I've read your other posts. Doesn't exactly sound like a very happy life. 

Why are you still with him?


----------



## btterflykisses (Apr 29, 2016)

He sounds very immature and selfish. By the way you are under no obligation to give him a night anything or in the morning either.


----------



## ABHale (Jan 3, 2016)

KM, sound like he has no respect for you at all in any way, shape or form. It is time to be by yourself again. 

By the way he is acting and treating you I can see why his first wife might have left him as well.
_Posted via Mobile Device_


----------



## mist42 (Jul 6, 2016)

Is he stressed? He might be getting "burnt out"
Burnout Prevention and Recovery: Signs, Symptoms, and Coping Strategies for Mental Exhaustion

The worst part about hitting the "burnt out" is that even simple questions like "what is your phone number?" or "how are you today?" hit the big red overload button. 

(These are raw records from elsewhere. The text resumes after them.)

//! Shared lifecycle of an asynchronous server-side job: a request handle,
//! the status-fetch capability, and the bounded polling loop built on it.

use std::sync::Arc;
use std::time::Duration;

use async_trait::async_trait;
use futures::future::join_all;
use serde::de::DeserializeOwned;
use serde::{Deserialize, Serialize};
use tokio::sync::Semaphore;
use tokio::time::Instant;
use tokio_util::sync::CancellationToken;
use tracing::{debug, info, warn};

use crate::clients::DocAiClient;
use crate::error::{DocAiError, DocAiResult};
use crate::models::{ProcessingState, RequestError, Status};

/// Identity of a submitted job plus the client used to poll it.
///
/// The initial status and error are whatever the submission response carried
/// and never change afterwards. A handle rebuilt from a stored identifier has
/// neither.
#[derive(Debug, Clone)]
pub struct RequestHandle {
    client: DocAiClient,
    request_id: String,
    initial_status: Option<ProcessingState>,
    initial_error: Option<RequestError>,
}

impl RequestHandle {
    pub(crate) fn submitted(client: DocAiClient, status: &impl Status) -> Self {
        Self {
            client,
            request_id: status.request_id().to_string(),
            initial_status: Some(status.state()),
            initial_error: status.error().cloned(),
        }
    }

    pub(crate) fn resumed(client: DocAiClient, request_id: impl Into<String>) -> Self {
        Self {
            client,
            request_id: request_id.into(),
            initial_status: None,
            initial_error: None,
        }
    }

    pub fn request_id(&self) -> &str {
        &self.request_id
    }

    pub fn initial_status(&self) -> Option<ProcessingState> {
        self.initial_status
    }

    pub fn initial_error(&self) -> Option<&RequestError> {
        self.initial_error.as_ref()
    }

    pub fn client(&self) -> &DocAiClient {
        &self.client
    }
}

/// Polling parameters for [`PollStatus::wait_until_finished`].
#[derive(Debug, Clone, Copy, PartialEq, Eq)]
pub struct WaitOptions {
    pub polling_interval: Duration,
    pub timeout: Duration,
    /// Log every poll at `info` instead of `debug`.
    pub show_progress: bool,
}

impl Default for WaitOptions {
    fn default() -> Self {
        Self {
            polling_interval: Duration::from_secs(2),
            timeout: Duration::from_secs(300),
            show_progress: false,
        }
    }
}

impl WaitOptions {
    pub fn new(polling_interval: Duration, timeout: Duration) -> Self {
        Self {
            polling_interval,
            timeout,
            show_progress: false,
        }
    }

    /// Builds options from seconds, rejecting values that are not positive
    /// and finite.
    pub fn from_secs(polling_interval: f64, timeout: f64) -> DocAiResult<Self> {
        let to_duration = |name: &str, secs: f64| {
            if secs.is_finite() && secs > 0.0 {
                Ok(Duration::from_secs_f64(secs))
            } else {
                Err(DocAiError::invalid_argument(format!(
                    "{name} must be positive, got {secs}"
                )))
            }
        };
        Ok(Self::new(
            to_duration("polling interval", polling_interval)?,
            to_duration("timeout", timeout)?,
        ))
    }

    pub fn show_progress(mut self, show_progress: bool) -> Self {
        self.show_progress = show_progress;
        self
    }

    fn validate(&self) -> DocAiResult<()> {
        if self.polling_interval.is_zero() {
            return Err(DocAiError::invalid_argument("polling interval must be positive"));
        }
        if self.timeout.is_zero() {
            return Err(DocAiError::invalid_argument("timeout must be positive"));
        }
        Ok(())
    }
}

/// A job whose status can be fetched from the server.
///
/// Implementors only provide [`fetch_status`](PollStatus::fetch_status); the
/// waiting operations are shared.
#[async_trait]
pub trait PollStatus: Send + Sync {
    type Status: Status + Send;

    fn handle(&self) -> &RequestHandle;

    fn request_id(&self) -> &str {
        self.handle().request_id()
    }

    /// One round-trip to the status endpoint. Nothing is cached.
    async fn fetch_status(&self) -> DocAiResult<Self::Status>;

    /// Polls until the job is complete or failed, or the timeout passes.
    ///
    /// The first poll happens before any sleep. A failed job is returned as a
    /// status, not an error. On timeout the last, non-terminal status is
    /// returned. Transport and API errors end the wait immediately.
    async fn wait_until_finished(&self, options: WaitOptions) -> DocAiResult<Self::Status> {
        poll_until_finished(self, &options, None).await
    }

    /// Like [`wait_until_finished`](PollStatus::wait_until_finished), but a
    /// cancelled `token` ends the wait with [`DocAiError::Interrupted`].
    async fn wait_until_finished_or_cancelled(
        &self,
        options: WaitOptions,
        token: &CancellationToken,
    ) -> DocAiResult<Self::Status> {
        poll_until_finished(self, &options, Some(token)).await
    }
}

async fn poll_until_finished<P>(
    request: &P,
    options: &WaitOptions,
    token: Option<&CancellationToken>,
) -> DocAiResult<P::Status>
where
    P: PollStatus + ?Sized,
{
    options.validate()?;
    let request_id = request.request_id();
    let start = Instant::now();
    let mut polls = 0u32;

    loop {
        let status = request.fetch_status().await?;
        polls += 1;

        if options.show_progress {
            info!(request_id, polls, state = %status.state(), "Polled request status");
        } else {
            debug!(request_id, polls, state = %status.state(), "Polled request status");
        }

        if status.is_terminal() {
            info!(request_id, polls, state = %status.state(), "Request finished");
            return Ok(status);
        }

        if start.elapsed() >= options.timeout {
            warn!(
                request_id,
                polls,
                state = %status.state(),
                timeout_secs = options.timeout.as_secs_f64(),
                "Timed out waiting for request"
            );
            return Ok(status);
        }

        let sleep = tokio::time::sleep(options.polling_interval);
        match token {
            Some(token) => {
                tokio::select! {
                    _ = token.cancelled() => {
                        return Err(DocAiError::Interrupted {
                            request_id: request_id.to_string(),
                        });
                    }
                    _ = sleep => {}
                }
            }
            None => sleep.await,
        }
    }
}

/// Submission responses list one status per submitted file.
#[derive(Deserialize)]
#[serde(bound(deserialize = "S: DeserializeOwned"))]
struct Submitted<S> {
    #[serde(alias = "statuses")]
    file_ids: Vec<S>,
}

#[derive(Serialize)]
pub(crate) struct FileIdsBody<'a> {
    pub file_ids: &'a [String],
    #[serde(skip_serializing_if = "Option::is_none")]
    pub field_ids: Option<&'a [String]>,
}

/// Collects identifiers, failing if there are none.
pub(crate) fn collect_ids<I>(ids: I, what: &str) -> DocAiResult<Vec<String>>
where
    I: IntoIterator,
    I::Item: Into<String>,
{
    let ids: Vec<String> = ids.into_iter().map(Into::into).collect();
    if ids.is_empty() {
        return Err(DocAiError::invalid_argument(format!(
            "at least one {what} is required"
        )));
    }
    Ok(ids)
}

/// Posts a job submission and returns the created statuses in server order.
pub(crate) async fn submit_jobs<S, B>(client: &DocAiClient, path: &str, body: &B) -> DocAiResult<Vec<S>>
where
    S: DeserializeOwned + Status,
    B: Serialize + ?Sized,
{
    let submitted: Submitted<S> = client.post_json(path, body, 202).await?;
    for status in &submitted.file_ids {
        debug!(path, request_id = status.request_id(), state = %status.state(), "Request submitted");
    }
    Ok(submitted.file_ids)
}

/// First request of a single-file submission.
pub(crate) fn first<T>(requests: Vec<T>, path: &str) -> DocAiResult<T> {
    requests
        .into_iter()
        .next()
        .ok_or_else(|| DocAiError::client(format!("POST {path} returned no requests")))
}

/// Waits on many requests at once, at most `max_concurrency` polling loops
/// at a time. Results come back in the order of `requests`.
pub async fn wait_all<P>(
    requests: &[P],
    options: WaitOptions,
    max_concurrency: usize,
) -> Vec<DocAiResult<P::Status>>
where
    P: PollStatus,
{
    let semaphore = Arc::new(Semaphore::new(max_concurrency.max(1)));
    let tasks = requests.iter().map(|request| {
        let semaphore = semaphore.clone();
        async move {
            let _permit = semaphore
                .acquire()
                .await
                .map_err(|e| DocAiError::client_with_source("Concurrency limiter closed", e))?;
            request.wait_until_finished(options).await
        }
    });

    join_all(tasks).await
}

#[cfg(test)]
mod tests {
    use std::sync::Mutex;

    use super::*;
    use crate::models::RequestStatus;

    /// Replays a fixed sequence of states, repeating the last one.
    struct ScriptedRequest {
        handle: RequestHandle,
        script: Vec<ProcessingState>,
        polls: Mutex<usize>,
    }

    impl ScriptedRequest {
        fn new(script: &[ProcessingState]) -> Self {
            let client = DocAiClient::with_transport(Arc::new(
                crate::clients::mock::MockTransport::new(),
            ));
            Self {
                handle: RequestHandle::resumed(client, "req-1"),
                script: script.to_vec(),
                polls: Mutex::new(0),
            }
        }

        fn polls(&self) -> usize {
            *self.polls.lock().unwrap()
        }
    }

    #[async_trait]
    impl PollStatus for ScriptedRequest {
        type Status = RequestStatus;

        fn handle(&self) -> &RequestHandle {
            &self.handle
        }

        async fn fetch_status(&self) -> DocAiResult<RequestStatus> {
            let mut polls = self.polls.lock().unwrap();
            let state = self.script[(*polls).min(self.script.len() - 1)];
            *polls += 1;
            Ok(RequestStatus::new("req-1", state))
        }
    }

    fn secs(interval: f64, timeout: f64) -> WaitOptions {
        WaitOptions::from_secs(interval, timeout).unwrap()
    }

    #[tokio::test(start_paused = true)]
    async fn returns_complete_after_three_polls() {
        use ProcessingState::*;
        let request = ScriptedRequest::new(&[Processing, Processing, Complete]);
        let start = Instant::now();

        let status = request.wait_until_finished(secs(1.0, 60.0)).await.unwrap();

        assert!(status.is_complete());
        assert_eq!(request.polls(), 3);
        assert_eq!(start.elapsed(), Duration::from_secs(2));
    }

    #[tokio::test(start_paused = true)]
    async fn immediate_completion_does_not_sleep() {
        let request = ScriptedRequest::new(&[ProcessingState::Complete]);
        let start = Instant::now();

        let status = request.wait_until_finished(secs(5.0, 60.0)).await.unwrap();

        assert!(status.is_complete());
        assert_eq!(request.polls(), 1);
        assert_eq!(start.elapsed(), Duration::ZERO);
    }

    #[tokio::test(start_paused = true)]
    async fn failed_job_is_returned_not_raised() {
        use ProcessingState::*;
        let request = ScriptedRequest::new(&[Queued, Failed]);

        let status = request.wait_until_finished(secs(1.0, 60.0)).await.unwrap();

        assert!(status.is_failed());
        assert_eq!(request.polls(), 2);
    }

    #[tokio::test(start_paused = true)]
    async fn timeout_returns_last_status() {
        let request = ScriptedRequest::new(&[ProcessingState::Processing]);
        let start = Instant::now();

        let status = request.wait_until_finished(secs(1.0, 3.0)).await.unwrap();

        assert!(status.is_processing());
        assert_eq!(request.polls(), 4);
        assert_eq!(start.elapsed(), Duration::from_secs(3));
    }

    #[tokio::test(start_paused = true)]
    async fn unrecognized_state_keeps_polling() {
        use ProcessingState::*;
        let request = ScriptedRequest::new(&[Unrecognized, Unrecognized, Complete]);

        let status = request.wait_until_finished(secs(1.0, 60.0)).await.unwrap();

        assert!(status.is_complete());
        assert_eq!(request.polls(), 3);
    }

    #[tokio::test]
    async fn non_positive_parameters_are_rejected() {
        for (interval, timeout) in [(0.0, 10.0), (1.0, 0.0), (-1.0, 10.0), (f64::NAN, 1.0)] {
            let err = WaitOptions::from_secs(interval, timeout).unwrap_err();
            assert!(matches!(err, DocAiError::InvalidArgument { .. }));
        }

        let request = ScriptedRequest::new(&[ProcessingState::Complete]);
        let zero = WaitOptions::new(Duration::ZERO, Duration::from_secs(1));
        let err = request.wait_until_finished(zero).await.unwrap_err();
        assert!(matches!(err, DocAiError::InvalidArgument { .. }));
        assert_eq!(request.polls(), 0);
    }

    #[tokio::test(start_paused = true)]
    async fn cancellation_interrupts_sleep() {
        let request = ScriptedRequest::new(&[ProcessingState::Processing]);
        let token = CancellationToken::new();
        let canceller = token.clone();
        tokio::spawn(async move {
            tokio::time::sleep(Duration::from_millis(2500)).await;
            canceller.cancel();
        });

        let err = request
            .wait_until_finished_or_cancelled(secs(1.0, 60.0), &token)
            .await
            .unwrap_err();

        assert!(err.is_interrupted());
        assert!(!err.is_client_error());
        assert_eq!(request.polls(), 3);
    }

    #[tokio::test(start_paused = true)]
    async fn wait_all_keeps_input_order() {
        use ProcessingState::*;
        let requests = vec![
            ScriptedRequest::new(&[Processing, Processing, Complete]),
            ScriptedRequest::new(&[Failed]),
            ScriptedRequest::new(&[Queued, Complete]),
        ];

        let results = wait_all(&requests, secs(1.0, 60.0), 2).await;

        let states: Vec<_> = results.into_iter().map(|r| r.unwrap().state()).collect();
        assert_eq!(states, vec![Complete, Failed, Complete]);
    }
}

Typical signs are forgetting things, making piles and disorganisation beyond normal, and flying of the handle at even simple things - as the person is simply trying to do to many things, trying to organise, then not keeping up. The not keeping up is frustrating, and it makes _everything_ that happens feel like another kick in the head. So the person tries harder to organise and move forwards but fails, and the stress reduces their ability to cope, and destroys the ability to deal with frustrations gracefully.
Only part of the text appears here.